━━ Extracted data

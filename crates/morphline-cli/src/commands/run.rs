//! Run a morphline over local files

use std::path::{Path, PathBuf};

use anyhow::{Context, Result};
use morphline_core::fields;
use morphline_core::{Compiler, FaultTolerance, Morphline, MorphlineContext, Record};
use walkdir::WalkDir;

use crate::commands::{display_name, load_overrides};
use crate::stdout_loader::StdoutLoader;

/// Options of the run command
#[derive(Debug, Default)]
pub struct RunOptions {
    /// Morphline to select
    pub id: Option<String>,
    /// Override documents
    pub overrides: Vec<PathBuf>,
    /// MIME type attached to every input
    pub mime_type: Option<String>,
    /// Charset attached to every input
    pub charset: Option<String>,
    /// Swallow non-recoverable failures
    pub production: bool,
    /// Swallow recoverable failures too
    pub ignore_recoverable: bool,
}

/// Run the run command
pub fn run(file: &Path, inputs: &[PathBuf], options: &RunOptions) -> Result<()> {
    tracing::info!("Loading morphline document: {}", file.display());

    let overrides = load_overrides(&options.overrides)?;
    let mut compiler = Compiler::new();
    let document = compiler
        .parse_file(file, &overrides)
        .context("Failed to load morphline document")?;
    let config = compiler
        .find(options.id.as_deref(), &document, &display_name(file))
        .context("Failed to select morphline")?;

    let context = MorphlineContext::builder()
        .exception_handler(FaultTolerance::new(
            options.production,
            options.ignore_recoverable,
        ))
        .loader_factory(StdoutLoader::factory)
        .build();
    let mut morphline = compiler
        .compile(&config, &context)
        .context("Failed to compile morphline")?;

    let files = collect_inputs(inputs)?;
    tracing::info!("Processing {} input file(s)", files.len());

    morphline.start_session()?;
    let mut accepted = 0usize;
    let mut rejected = 0usize;
    for path in &files {
        if process_file(&mut morphline, path, options)? {
            accepted += 1;
        } else {
            rejected += 1;
        }
    }
    morphline.shutdown()?;

    tracing::info!(accepted, rejected, "✓ Run complete");
    Ok(())
}

fn process_file(morphline: &mut Morphline, path: &Path, options: &RunOptions) -> Result<bool> {
    let body = std::fs::read(path).with_context(|| format!("Failed to read {}", path.display()))?;

    let mut record = Record::new();
    record.put(fields::ATTACHMENT_BODY, body);
    record.put(fields::ATTACHMENT_NAME, display_name(path));
    if let Some(mime_type) = &options.mime_type {
        record.put(fields::ATTACHMENT_MIME_TYPE, mime_type.as_str());
    }
    if let Some(charset) = &options.charset {
        record.put(fields::ATTACHMENT_CHARSET, charset.as_str());
    }

    morphline.begin_transaction()?;
    match morphline.process(&mut record) {
        Ok(accepted) => {
            morphline.commit_transaction()?;
            if !accepted {
                tracing::debug!("Record for {} did not make it through", path.display());
            }
            Ok(accepted)
        }
        Err(e) => {
            if let Err(rollback) = morphline.rollback_transaction() {
                tracing::error!(error = %rollback, "Rollback failed for {}", path.display());
            }
            Err(e).with_context(|| format!("Failed to process {}", path.display()))
        }
    }
}

/// Expand directories into the files below them, in file name order.
fn collect_inputs(inputs: &[PathBuf]) -> Result<Vec<PathBuf>> {
    let mut files = Vec::new();
    for input in inputs {
        if input.is_dir() {
            for entry in WalkDir::new(input).sort_by_file_name() {
                let entry = entry?;
                if entry.file_type().is_file() {
                    files.push(entry.into_path());
                }
            }
        } else if input.is_file() {
            files.push(input.clone());
        } else {
            anyhow::bail!("Input not found: {}", input.display());
        }
    }
    Ok(files)
}
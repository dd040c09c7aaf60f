//! Check a morphline document

use std::path::{Path, PathBuf};

use anyhow::{Context, Result};
use morphline_core::{Compiler, MorphlineContext};

use crate::commands::{display_name, load_overrides};
use crate::stdout_loader::StdoutLoader;

/// Run the check command
pub fn run(file: &Path, id: Option<&str>, overrides: &[PathBuf]) -> Result<()> {
    tracing::info!("Checking morphline document: {}", file.display());

    let overrides = load_overrides(overrides)?;
    let mut compiler = Compiler::new();
    let document = compiler
        .parse_file(file, &overrides)
        .context("Failed to load morphline document")?;

    let config = compiler
        .find(id, &document, &display_name(file))
        .context("Failed to select morphline")?;

    let context = MorphlineContext::builder()
        .loader_factory(StdoutLoader::factory)
        .build();
    compiler
        .compile(&config, &context)
        .context("Failed to compile morphline")?;

    tracing::info!("✓ Commands: {}", config.commands().len());
    println!(
        "✓ Morphline '{}' is valid",
        config.id().unwrap_or("<unnamed>")
    );
    Ok(())
}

━━━━

▸ **Task to carry out**
Please reproduce all of the entries exactly as they stand.

▸ **Written response**
filename crates/morphline-cli/src/commands/run.rs
//! Run a morphline over local files

use std::path::{Path, PathBuf};

use anyhow::{Context, Result};
use morphline_core::fields;
use morphline_core::{Compiler, FaultTolerance, Morphline, MorphlineContext, Record};
use walkdir::WalkDir;

use crate::commands::{display_name, load_overrides};
use crate::stdout_loader::StdoutLoader;

/// Options of the run command
#[derive(Debug, Default)]
pub struct RunOptions {
    /// Morphline to select
    pub id: Option<String>,
    /// Override documents
    pub overrides: Vec<PathBuf>,
    /// MIME type attached to every input
    pub mime_type: Option<String>,
    /// Charset attached to every input
    pub charset: Option<String>,
    /// Swallow non-recoverable failures
    pub production: bool,
    /// Swallow recoverable failures too
    pub ignore_recoverable: bool,
}

/// Run the run command
pub fn run(file: &Path, inputs: &[PathBuf], options: &RunOptions) -> Result<()> {
    tracing::info!("Loading morphline document: {}", file.display());

    let overrides = load_overrides(&options.overrides)?;
    let mut compiler = Compiler::new();
    let document = compiler
        .parse_file(file, &overrides)
        .context("Failed to load morphline document")?;
    let config = compiler
        .find(options.id.as_deref(), &document, &display_name(file))
        .context("Failed to select morphline")?;

    let context = MorphlineContext::builder()
        .exception_handler(FaultTolerance::new(
            options.production,
            options.ignore_recoverable,
        ))
        .loader_factory(StdoutLoader::factory)
        .build();
    let mut morphline = compiler
        .compile(&config, &context)
        .context("Failed to compile morphline")?;

    let files = collect_inputs(inputs)?;
    tracing::info!("Processing {} input file(s)", files.len());

    morphline.start_session()?;
    let mut accepted = 0usize;
    let mut rejected = 0usize;
    for path in &files {
        if process_file(&mut morphline, path, options)? {
            accepted += 1;
        } else {
            rejected += 1;
        }
    }
    morphline.shutdown()?;

    tracing::info!(accepted, rejected, "✓ Run complete");
    Ok(())
}

fn process_file(morphline: &mut Morphline, path: &Path, options: &RunOptions) -> Result<bool> {
    let body = std::fs::read(path).with_context(|| format!("Failed to read {}", path.display()))?;

    let mut record = Record::new();
    record.put(fields::ATTACHMENT_BODY, body);
    record.put(fields::ATTACHMENT_NAME, display_name(path));
    if let Some(mime_type) = &options.mime_type {
        record.put(fields::ATTACHMENT_MIME_TYPE, mime_type.as_str());
    }
    if let Some(charset) = &options.charset {
        record.put(fields::ATTACHMENT_CHARSET, charset.as_str());
    }

    morphline.begin_transaction()?;
    match morphline.process(&mut record) {
        Ok(accepted) => {
            morphline.commit_transaction()?;
            if !accepted {
                tracing::debug!("Record for {} did not make it through", path.display());
            }
            Ok(accepted)
        }
        Err(e) => {
            if let Err(rollback) = morphline.rollback_transaction() {
                tracing::error!(error = %rollback, "Rollback failed for {}", path.display());
            }
            Err(e).with_context(|| format!("Failed to process {}", path.display()))
        }
    }
}

/// Expand directories into the files below them, in file name order.
fn collect_inputs(inputs: &[PathBuf]) -> Result<Vec<PathBuf>> {
    let mut files = Vec::new();
    for input in inputs {
        if input.is_dir() {
            for entry in WalkDir::new(input).sort_by_file_name() {
                let entry = entry?;
                if entry.file_type().is_file() {
                    files.push(entry.into_path());
                }
            }
        } else if input.is_file() {
            files.push(input.clone());
        } else {
            anyhow::bail!("Input not found: {}", input.display());
        }
    }
    Ok(files)
}
repository dd040c09c7aaf60f
//! Check a morphline document

use std::path::{Path, PathBuf};

use anyhow::{Context, Result};
use morphline_core::{Compiler, MorphlineContext};

use crate::commands::{display_name, load_overrides};
use crate::stdout_loader::StdoutLoader;

/// Run the check command
pub fn run(file: &Path, id: Option<&str>, overrides: &[PathBuf]) -> Result<()> {
    tracing::info!("Checking morphline document: {}", file.display());

    let overrides = load_overrides(overrides)?;
    let mut compiler = Compiler::new();
    let document = compiler
        .parse_file(file, &overrides)
        .context("Failed to load morphline document")?;

    let config = compiler
        .find(id, &document, &display_name(file))
        .context("Failed to select morphline")?;

    let context = MorphlineContext::builder()
        .loader_factory(StdoutLoader::factory)
        .build();
    compiler
        .compile(&config, &context)
        .context("Failed to compile morphline")?;

    tracing::info!("✓ Commands: {}", config.commands().len());
    println!(
        "✓ Morphline '{}' is valid",
        config.id().unwrap_or("<unnamed>")
    );
    Ok(())
}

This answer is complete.